Data provided:

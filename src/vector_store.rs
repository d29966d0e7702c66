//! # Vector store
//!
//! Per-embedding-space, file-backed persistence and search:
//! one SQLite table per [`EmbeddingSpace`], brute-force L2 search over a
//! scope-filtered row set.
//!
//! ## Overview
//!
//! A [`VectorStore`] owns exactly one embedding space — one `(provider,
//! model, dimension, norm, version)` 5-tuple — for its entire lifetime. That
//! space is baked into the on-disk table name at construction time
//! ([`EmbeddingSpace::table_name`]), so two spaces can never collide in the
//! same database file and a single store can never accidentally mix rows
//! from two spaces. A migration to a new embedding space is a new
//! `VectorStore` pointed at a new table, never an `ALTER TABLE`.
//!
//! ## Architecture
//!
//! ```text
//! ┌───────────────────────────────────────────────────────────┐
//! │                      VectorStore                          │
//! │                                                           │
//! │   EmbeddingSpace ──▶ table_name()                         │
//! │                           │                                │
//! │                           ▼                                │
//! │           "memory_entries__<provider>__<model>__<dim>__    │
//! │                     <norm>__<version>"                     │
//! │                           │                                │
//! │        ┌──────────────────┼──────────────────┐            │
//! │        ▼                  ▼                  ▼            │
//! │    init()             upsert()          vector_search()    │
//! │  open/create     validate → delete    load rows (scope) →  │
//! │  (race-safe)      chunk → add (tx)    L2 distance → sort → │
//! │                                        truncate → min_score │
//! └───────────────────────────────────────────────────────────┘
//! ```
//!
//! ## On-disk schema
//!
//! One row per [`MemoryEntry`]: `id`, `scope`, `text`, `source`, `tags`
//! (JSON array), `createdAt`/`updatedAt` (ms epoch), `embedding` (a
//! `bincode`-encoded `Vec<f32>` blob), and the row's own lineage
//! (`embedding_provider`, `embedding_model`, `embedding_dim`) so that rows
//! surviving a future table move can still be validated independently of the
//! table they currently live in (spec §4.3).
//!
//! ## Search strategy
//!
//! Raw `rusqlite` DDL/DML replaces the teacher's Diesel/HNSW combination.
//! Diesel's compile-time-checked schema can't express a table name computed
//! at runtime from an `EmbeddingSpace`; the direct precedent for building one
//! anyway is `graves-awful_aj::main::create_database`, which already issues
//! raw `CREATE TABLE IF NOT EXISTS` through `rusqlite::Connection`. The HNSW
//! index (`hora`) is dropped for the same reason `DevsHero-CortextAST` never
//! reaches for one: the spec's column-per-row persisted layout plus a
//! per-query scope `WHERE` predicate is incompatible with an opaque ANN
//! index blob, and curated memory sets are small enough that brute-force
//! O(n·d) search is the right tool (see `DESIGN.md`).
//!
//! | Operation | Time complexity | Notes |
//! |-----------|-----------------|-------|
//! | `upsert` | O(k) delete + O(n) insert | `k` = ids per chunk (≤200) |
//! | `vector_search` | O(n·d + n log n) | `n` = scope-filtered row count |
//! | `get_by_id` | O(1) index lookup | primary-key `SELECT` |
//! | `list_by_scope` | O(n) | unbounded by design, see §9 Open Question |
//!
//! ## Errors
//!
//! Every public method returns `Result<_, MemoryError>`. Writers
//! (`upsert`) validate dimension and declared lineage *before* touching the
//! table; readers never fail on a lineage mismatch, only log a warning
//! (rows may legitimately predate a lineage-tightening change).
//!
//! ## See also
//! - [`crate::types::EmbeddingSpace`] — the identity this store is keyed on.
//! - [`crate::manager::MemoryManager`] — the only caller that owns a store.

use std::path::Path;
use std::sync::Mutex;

...

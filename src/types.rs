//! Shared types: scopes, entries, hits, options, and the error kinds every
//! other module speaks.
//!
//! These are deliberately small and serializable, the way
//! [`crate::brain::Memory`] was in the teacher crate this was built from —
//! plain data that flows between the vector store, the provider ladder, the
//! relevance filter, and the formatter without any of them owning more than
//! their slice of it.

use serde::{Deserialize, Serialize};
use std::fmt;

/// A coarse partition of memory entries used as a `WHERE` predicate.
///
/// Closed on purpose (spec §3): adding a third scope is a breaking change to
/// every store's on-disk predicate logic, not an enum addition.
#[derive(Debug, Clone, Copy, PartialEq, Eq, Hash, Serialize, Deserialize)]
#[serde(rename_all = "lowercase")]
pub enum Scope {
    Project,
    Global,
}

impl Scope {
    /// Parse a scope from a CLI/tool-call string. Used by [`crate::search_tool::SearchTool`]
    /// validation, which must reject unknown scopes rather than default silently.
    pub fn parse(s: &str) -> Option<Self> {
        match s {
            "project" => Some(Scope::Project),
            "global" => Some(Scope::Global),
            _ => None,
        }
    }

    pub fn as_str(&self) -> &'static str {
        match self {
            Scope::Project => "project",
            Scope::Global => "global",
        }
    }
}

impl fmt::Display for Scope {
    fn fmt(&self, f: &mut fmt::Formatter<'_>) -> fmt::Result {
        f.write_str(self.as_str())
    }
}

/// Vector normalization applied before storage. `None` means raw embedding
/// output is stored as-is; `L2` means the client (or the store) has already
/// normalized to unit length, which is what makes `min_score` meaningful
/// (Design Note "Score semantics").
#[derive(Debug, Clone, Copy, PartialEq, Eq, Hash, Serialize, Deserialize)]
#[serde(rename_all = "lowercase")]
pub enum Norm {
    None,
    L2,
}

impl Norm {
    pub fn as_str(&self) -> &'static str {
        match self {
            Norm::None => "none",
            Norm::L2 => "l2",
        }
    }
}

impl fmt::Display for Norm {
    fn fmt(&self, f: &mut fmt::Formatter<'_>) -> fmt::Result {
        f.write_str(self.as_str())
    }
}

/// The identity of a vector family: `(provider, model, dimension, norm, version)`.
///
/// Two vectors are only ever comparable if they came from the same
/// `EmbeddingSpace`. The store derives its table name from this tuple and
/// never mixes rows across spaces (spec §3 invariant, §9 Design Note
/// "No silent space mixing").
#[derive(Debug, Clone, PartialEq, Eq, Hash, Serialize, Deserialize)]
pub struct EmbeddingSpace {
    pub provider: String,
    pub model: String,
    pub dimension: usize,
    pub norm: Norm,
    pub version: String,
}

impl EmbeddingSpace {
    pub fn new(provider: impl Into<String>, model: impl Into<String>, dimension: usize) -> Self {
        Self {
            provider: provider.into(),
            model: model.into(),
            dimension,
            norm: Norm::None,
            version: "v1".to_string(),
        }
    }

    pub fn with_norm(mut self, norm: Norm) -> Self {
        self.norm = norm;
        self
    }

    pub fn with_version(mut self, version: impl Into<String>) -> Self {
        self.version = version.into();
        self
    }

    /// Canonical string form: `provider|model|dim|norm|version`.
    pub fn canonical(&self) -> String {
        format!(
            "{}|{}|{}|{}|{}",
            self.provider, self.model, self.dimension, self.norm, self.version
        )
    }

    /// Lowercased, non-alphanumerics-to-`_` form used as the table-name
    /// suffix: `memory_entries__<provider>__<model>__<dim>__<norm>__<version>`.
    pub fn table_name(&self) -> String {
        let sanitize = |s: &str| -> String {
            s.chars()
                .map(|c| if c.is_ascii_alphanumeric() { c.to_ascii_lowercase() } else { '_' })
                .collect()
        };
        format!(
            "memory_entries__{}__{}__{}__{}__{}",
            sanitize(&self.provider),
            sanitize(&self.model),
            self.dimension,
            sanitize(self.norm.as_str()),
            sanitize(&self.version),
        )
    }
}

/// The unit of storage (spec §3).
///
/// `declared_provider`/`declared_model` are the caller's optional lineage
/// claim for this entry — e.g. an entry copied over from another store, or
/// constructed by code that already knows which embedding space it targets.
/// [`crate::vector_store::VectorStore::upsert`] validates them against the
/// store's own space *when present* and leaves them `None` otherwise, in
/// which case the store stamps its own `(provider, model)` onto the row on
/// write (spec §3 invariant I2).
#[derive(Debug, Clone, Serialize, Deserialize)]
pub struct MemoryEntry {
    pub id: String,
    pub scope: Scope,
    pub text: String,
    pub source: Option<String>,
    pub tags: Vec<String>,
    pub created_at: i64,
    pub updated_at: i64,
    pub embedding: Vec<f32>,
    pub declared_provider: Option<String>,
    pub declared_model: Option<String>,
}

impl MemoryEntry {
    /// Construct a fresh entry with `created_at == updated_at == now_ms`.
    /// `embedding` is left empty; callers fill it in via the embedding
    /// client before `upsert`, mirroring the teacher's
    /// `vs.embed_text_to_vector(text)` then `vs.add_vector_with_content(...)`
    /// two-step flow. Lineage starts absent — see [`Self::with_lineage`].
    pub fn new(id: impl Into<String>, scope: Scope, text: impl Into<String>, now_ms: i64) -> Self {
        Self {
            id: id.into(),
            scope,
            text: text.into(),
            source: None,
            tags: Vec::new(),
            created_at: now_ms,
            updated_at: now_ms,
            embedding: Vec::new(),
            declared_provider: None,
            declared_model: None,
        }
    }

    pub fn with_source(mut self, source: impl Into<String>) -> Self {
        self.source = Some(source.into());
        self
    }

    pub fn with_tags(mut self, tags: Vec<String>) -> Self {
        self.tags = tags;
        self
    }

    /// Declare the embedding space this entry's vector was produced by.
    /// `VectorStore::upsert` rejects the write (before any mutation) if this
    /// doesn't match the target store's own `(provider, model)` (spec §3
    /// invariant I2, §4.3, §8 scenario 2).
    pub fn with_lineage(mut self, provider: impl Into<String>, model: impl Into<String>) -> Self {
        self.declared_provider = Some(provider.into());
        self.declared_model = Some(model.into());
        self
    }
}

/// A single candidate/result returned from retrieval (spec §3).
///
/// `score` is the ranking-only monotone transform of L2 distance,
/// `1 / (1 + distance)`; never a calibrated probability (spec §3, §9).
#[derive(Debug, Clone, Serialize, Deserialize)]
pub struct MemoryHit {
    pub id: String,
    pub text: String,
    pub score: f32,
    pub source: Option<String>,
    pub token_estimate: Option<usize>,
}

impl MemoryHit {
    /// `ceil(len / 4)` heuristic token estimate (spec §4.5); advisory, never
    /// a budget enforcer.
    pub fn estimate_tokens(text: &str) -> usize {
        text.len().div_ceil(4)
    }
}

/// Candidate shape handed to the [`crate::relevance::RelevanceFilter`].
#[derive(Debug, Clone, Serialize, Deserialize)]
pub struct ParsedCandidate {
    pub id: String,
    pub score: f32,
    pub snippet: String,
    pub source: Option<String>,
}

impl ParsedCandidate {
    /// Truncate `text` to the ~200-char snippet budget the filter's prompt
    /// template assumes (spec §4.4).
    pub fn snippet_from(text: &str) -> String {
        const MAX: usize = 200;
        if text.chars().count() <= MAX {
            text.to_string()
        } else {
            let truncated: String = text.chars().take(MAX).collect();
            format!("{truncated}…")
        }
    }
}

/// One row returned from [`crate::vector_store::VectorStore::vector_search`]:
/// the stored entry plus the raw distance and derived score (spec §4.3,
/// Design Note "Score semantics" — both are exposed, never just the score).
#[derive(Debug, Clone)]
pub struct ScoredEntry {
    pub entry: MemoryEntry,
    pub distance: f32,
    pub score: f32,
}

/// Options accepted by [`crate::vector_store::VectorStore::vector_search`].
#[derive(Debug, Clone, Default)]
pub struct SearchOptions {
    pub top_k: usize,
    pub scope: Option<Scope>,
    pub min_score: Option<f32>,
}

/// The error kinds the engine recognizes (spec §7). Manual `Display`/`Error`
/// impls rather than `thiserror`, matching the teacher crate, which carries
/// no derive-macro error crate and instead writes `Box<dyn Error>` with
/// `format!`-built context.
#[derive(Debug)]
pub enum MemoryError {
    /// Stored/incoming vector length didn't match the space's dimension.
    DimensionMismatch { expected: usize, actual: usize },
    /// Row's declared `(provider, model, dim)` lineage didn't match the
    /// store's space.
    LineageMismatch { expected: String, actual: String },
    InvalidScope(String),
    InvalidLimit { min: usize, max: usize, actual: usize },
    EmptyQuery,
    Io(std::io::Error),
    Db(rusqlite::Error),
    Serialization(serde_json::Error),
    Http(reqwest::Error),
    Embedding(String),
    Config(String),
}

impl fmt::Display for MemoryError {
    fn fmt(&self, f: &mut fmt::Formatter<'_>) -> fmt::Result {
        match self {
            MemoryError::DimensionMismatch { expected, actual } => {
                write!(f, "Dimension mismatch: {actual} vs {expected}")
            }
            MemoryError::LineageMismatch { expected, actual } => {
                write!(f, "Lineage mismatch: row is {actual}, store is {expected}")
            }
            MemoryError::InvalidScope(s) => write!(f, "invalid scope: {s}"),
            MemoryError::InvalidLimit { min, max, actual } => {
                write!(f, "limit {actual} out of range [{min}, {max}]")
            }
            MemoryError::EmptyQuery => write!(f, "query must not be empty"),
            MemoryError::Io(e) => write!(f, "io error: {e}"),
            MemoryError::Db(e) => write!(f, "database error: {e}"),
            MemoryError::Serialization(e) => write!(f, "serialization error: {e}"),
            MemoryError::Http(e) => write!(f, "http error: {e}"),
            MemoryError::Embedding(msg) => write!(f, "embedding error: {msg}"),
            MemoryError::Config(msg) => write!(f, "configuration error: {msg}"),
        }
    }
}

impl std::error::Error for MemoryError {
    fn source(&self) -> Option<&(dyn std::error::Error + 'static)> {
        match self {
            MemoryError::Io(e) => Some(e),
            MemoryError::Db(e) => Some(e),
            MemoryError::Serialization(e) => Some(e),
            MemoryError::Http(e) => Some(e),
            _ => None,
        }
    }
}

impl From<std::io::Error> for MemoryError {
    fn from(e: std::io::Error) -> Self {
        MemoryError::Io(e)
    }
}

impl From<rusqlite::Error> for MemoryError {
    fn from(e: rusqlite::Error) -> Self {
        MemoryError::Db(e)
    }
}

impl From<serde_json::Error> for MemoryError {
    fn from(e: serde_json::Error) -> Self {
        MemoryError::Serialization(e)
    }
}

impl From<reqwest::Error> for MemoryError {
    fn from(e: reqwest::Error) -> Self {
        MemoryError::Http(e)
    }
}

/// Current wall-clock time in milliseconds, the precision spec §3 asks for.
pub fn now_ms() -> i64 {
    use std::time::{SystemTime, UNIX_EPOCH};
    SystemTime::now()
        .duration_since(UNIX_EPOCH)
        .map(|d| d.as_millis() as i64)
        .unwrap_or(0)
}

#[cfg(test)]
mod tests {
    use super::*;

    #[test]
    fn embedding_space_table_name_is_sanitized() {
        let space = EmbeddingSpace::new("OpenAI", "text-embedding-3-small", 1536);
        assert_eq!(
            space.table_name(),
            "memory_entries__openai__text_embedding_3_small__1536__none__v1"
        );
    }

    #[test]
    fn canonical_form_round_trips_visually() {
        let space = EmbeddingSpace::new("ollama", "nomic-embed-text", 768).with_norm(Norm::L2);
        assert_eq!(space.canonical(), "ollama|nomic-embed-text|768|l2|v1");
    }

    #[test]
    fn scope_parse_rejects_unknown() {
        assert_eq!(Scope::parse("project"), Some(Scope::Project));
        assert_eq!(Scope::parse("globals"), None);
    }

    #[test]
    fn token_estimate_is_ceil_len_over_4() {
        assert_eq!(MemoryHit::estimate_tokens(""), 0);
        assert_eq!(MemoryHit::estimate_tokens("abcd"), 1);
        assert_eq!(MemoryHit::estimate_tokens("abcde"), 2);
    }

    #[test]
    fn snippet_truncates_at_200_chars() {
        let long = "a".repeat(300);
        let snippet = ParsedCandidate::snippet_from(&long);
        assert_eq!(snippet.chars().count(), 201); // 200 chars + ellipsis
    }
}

What is expected:
Exactly how many lines of the records include "EmptyQuery"? Provide the number by itself.

Output for this exercise:
2